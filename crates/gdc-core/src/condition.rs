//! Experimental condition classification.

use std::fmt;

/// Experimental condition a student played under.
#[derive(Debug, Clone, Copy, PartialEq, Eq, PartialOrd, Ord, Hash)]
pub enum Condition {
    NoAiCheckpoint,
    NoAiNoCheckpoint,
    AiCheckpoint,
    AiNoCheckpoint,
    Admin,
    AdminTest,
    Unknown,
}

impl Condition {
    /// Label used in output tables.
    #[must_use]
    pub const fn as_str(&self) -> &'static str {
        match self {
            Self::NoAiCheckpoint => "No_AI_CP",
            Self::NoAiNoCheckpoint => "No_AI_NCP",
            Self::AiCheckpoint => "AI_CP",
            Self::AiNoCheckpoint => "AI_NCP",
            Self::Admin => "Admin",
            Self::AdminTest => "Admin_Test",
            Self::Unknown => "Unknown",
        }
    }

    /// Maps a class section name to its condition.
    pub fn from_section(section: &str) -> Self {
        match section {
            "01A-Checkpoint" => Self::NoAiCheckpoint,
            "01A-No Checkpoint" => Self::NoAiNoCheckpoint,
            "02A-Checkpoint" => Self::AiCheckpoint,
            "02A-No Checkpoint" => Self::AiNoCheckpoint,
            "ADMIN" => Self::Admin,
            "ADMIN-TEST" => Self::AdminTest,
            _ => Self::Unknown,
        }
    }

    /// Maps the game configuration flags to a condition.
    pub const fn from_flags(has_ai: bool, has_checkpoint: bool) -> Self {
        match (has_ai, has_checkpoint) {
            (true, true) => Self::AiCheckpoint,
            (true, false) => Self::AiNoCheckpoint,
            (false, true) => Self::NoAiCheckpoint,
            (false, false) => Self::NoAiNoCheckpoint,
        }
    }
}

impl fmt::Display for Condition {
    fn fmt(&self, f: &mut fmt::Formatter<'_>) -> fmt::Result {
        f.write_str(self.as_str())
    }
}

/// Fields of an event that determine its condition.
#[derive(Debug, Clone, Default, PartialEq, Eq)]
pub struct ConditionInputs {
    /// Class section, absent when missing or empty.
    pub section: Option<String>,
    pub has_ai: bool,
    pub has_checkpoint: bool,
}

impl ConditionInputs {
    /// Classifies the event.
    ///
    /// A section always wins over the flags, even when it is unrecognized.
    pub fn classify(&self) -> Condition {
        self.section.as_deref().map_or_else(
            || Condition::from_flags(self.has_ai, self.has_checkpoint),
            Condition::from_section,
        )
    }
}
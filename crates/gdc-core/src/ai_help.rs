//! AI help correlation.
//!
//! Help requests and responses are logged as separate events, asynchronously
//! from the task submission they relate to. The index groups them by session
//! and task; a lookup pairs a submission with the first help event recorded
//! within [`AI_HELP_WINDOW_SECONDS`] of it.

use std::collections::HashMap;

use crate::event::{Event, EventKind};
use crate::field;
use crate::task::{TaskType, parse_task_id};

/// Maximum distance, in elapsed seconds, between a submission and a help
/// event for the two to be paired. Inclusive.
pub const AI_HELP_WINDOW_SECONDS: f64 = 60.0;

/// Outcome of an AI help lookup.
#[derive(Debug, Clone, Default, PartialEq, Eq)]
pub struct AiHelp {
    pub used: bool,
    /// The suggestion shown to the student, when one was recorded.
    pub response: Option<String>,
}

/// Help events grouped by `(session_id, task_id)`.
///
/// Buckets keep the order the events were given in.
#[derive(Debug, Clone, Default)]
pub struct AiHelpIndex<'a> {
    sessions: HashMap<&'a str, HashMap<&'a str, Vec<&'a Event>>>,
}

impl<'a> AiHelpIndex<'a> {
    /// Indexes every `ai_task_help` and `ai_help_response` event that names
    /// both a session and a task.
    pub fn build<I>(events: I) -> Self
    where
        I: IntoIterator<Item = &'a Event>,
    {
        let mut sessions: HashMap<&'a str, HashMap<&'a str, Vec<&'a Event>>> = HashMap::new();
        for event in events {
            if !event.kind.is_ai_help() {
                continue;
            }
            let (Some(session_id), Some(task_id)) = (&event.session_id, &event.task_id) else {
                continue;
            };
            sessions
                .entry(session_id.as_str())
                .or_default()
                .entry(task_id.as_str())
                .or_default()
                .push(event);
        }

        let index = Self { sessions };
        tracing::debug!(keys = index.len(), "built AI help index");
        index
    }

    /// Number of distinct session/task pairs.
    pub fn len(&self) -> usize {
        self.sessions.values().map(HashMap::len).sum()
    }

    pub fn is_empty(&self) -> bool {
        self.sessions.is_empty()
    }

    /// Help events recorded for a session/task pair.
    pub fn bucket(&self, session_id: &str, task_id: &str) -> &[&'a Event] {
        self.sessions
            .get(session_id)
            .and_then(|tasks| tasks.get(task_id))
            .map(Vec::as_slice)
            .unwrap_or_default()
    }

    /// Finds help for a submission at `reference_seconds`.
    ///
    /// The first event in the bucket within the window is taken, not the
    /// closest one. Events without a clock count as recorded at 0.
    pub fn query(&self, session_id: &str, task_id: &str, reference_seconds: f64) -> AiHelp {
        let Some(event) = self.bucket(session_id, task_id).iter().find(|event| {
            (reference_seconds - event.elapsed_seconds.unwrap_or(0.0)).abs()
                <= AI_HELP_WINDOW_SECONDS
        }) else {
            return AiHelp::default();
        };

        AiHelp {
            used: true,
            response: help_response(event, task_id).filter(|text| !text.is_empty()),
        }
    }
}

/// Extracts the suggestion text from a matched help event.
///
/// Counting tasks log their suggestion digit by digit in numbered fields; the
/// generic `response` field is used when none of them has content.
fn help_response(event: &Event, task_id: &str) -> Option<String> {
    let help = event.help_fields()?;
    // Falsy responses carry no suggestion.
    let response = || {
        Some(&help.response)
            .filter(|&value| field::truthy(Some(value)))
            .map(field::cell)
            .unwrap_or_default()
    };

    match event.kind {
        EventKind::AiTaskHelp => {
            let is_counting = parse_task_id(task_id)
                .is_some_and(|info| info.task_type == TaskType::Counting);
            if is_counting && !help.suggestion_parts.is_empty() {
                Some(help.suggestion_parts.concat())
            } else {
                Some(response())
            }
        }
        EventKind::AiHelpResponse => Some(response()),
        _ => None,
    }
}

### Exercise aim
Set down the records above once more, exactly as they stand.

### Exercise solution
filename crates/gdc-core/src/condition.rs
//! Experimental condition classification.

use std::fmt;

/// Experimental condition a student played under.
#[derive(Debug, Clone, Copy, PartialEq, Eq, PartialOrd, Ord, Hash)]
pub enum Condition {
    NoAiCheckpoint,
    NoAiNoCheckpoint,
    AiCheckpoint,
    AiNoCheckpoint,
    Admin,
    AdminTest,
    Unknown,
}

impl Condition {
    /// Label used in output tables.
    #[must_use]
    pub const fn as_str(&self) -> &'static str {
        match self {
            Self::NoAiCheckpoint => "No_AI_CP",
            Self::NoAiNoCheckpoint => "No_AI_NCP",
            Self::AiCheckpoint => "AI_CP",
            Self::AiNoCheckpoint => "AI_NCP",
            Self::Admin => "Admin",
            Self::AdminTest => "Admin_Test",
            Self::Unknown => "Unknown",
        }
    }

    /// Maps a class section name to its condition.
    pub fn from_section(section: &str) -> Self {
        match section {
            "01A-Checkpoint" => Self::NoAiCheckpoint,
            "01A-No Checkpoint" => Self::NoAiNoCheckpoint,
            "02A-Checkpoint" => Self::AiCheckpoint,
            "02A-No Checkpoint" => Self::AiNoCheckpoint,
            "ADMIN" => Self::Admin,
            "ADMIN-TEST" => Self::AdminTest,
            _ => Self::Unknown,
        }
    }

    /// Maps the game configuration flags to a condition.
    pub const fn from_flags(has_ai: bool, has_checkpoint: bool) -> Self {
        match (has_ai, has_checkpoint) {
            (true, true) => Self::AiCheckpoint,
            (true, false) => Self::AiNoCheckpoint,
            (false, true) => Self::NoAiCheckpoint,
            (false, false) => Self::NoAiNoCheckpoint,
        }
    }
}

impl fmt::Display for Condition {
    fn fmt(&self, f: &mut fmt::Formatter<'_>) -> fmt::Result {
        f.write_str(self.as_str())
    }
}

/// Fields of an event that determine its condition.
#[derive(Debug, Clone, Default, PartialEq, Eq)]
pub struct ConditionInputs {
    /// Class section, absent when missing or empty.
    pub section: Option<String>,
    pub has_ai: bool,
    pub has_checkpoint: bool,
}

impl ConditionInputs {
    /// Classifies the event.
    ///
    /// A section always wins over the flags, even when it is unrecognized.
    pub fn classify(&self) -> Condition {
        self.section.as_deref().map_or_else(
            || Condition::from_flags(self.has_ai, self.has_checkpoint),
            Condition::from_section,
        )
    }
}
filename crates/gdc-core/src/ai_help.rs
//! AI help correlation.
//!
//! Help requests and responses are logged as separate events, asynchronously
//! from the task submission they relate to. The index groups them by session
//! and task; a lookup pairs a submission with the first help event recorded
//! within [`AI_HELP_WINDOW_SECONDS`] of it.

use std::collections::HashMap;

use crate::event::{Event, EventKind};
use crate::field;
use crate::task::{TaskType, parse_task_id};

/// Maximum distance, in elapsed seconds, between a submission and a help
/// event for the two to be paired. Inclusive.
pub const AI_HELP_WINDOW_SECONDS: f64 = 60.0;

/// Outcome of an AI help lookup.
#[derive(Debug, Clone, Default, PartialEq, Eq)]
pub struct AiHelp {
    pub used: bool,
    /// The suggestion shown to the student, when one was recorded.
    pub response: Option<String>,
}

/// Help events grouped by `(session_id, task_id)`.
///
/// Buckets keep the order the events were given in.
#[derive(Debug, Clone, Default)]
pub struct AiHelpIndex<'a> {
    sessions: HashMap<&'a str, HashMap<&'a str, Vec<&'a Event>>>,
}

impl<'a> AiHelpIndex<'a> {
    /// Indexes every `ai_task_help` and `ai_help_response` event that names
    /// both a session and a task.
    pub fn build<I>(events: I) -> Self
    where
        I: IntoIterator<Item = &'a Event>,
    {
        let mut sessions: HashMap<&'a str, HashMap<&'a str, Vec<&'a Event>>> = HashMap::new();
        for event in events {
            if !event.kind.is_ai_help() {
                continue;
            }
            let (Some(session_id), Some(task_id)) = (&event.session_id, &event.task_id) else {
                continue;
            };
            sessions
                .entry(session_id.as_str())
                .or_default()
                .entry(task_id.as_str())
                .or_default()
                .push(event);
        }

        let index = Self { sessions };
        tracing::debug!(keys = index.len(), "built AI help index");
        index
    }

    /// Number of distinct session/task pairs.
    pub fn len(&self) -> usize {
        self.sessions.values().map(HashMap::len).sum()
    }

    pub fn is_empty(&self) -> bool {
        self.sessions.is_empty()
    }

    /// Help events recorded for a session/task pair.
    pub fn bucket(&self, session_id: &str, task_id: &str) -> &[&'a Event] {
        self.sessions
            .get(session_id)
            .and_then(|tasks| tasks.get(task_id))
            .map(Vec::as_slice)
            .unwrap_or_default()
    }

    /// Finds help for a submission at `reference_seconds`.
    ///
    /// The first event in the bucket within the window is taken, not the
    /// closest one. Events without a clock count as recorded at 0.
    pub fn query(&self, session_id: &str, task_id: &str, reference_seconds: f64) -> AiHelp {
        let Some(event) = self.bucket(session_id, task_id).iter().find(|event| {
            (reference_seconds - event.elapsed_seconds.unwrap_or(0.0)).abs()
                <= AI_HELP_WINDOW_SECONDS
        }) else {
            return AiHelp::default();
        };

        AiHelp {
            used: true,
            response: help_response(event, task_id).filter(|text| !text.is_empty()),
        }
    }
}

/// Extracts the suggestion text from a matched help event.
///
/// Counting tasks log their suggestion digit by digit in numbered fields; the
/// generic `response` field is used when none of them has content.
fn help_response(event: &Event, task_id: &str) -> Option<String> {
    let help = event.help_fields()?;
    // Falsy responses carry no suggestion.
    let response = || {
        Some(&help.response)
            .filter(|&value| field::truthy(Some(value)))
            .map(field::cell)
            .unwrap_or_default()
    };

    match event.kind {
        EventKind::AiTaskHelp => {
            let is_counting = parse_task_id(task_id)
                .is_some_and(|info| info.task_type == TaskType::Counting);
            if is_counting && !help.suggestion_parts.is_empty() {
                Some(help.suggestion_parts.concat())
            } else {
                Some(response())
            }
        }
        EventKind::AiHelpResponse => Some(response()),
        _ => None,
    }
}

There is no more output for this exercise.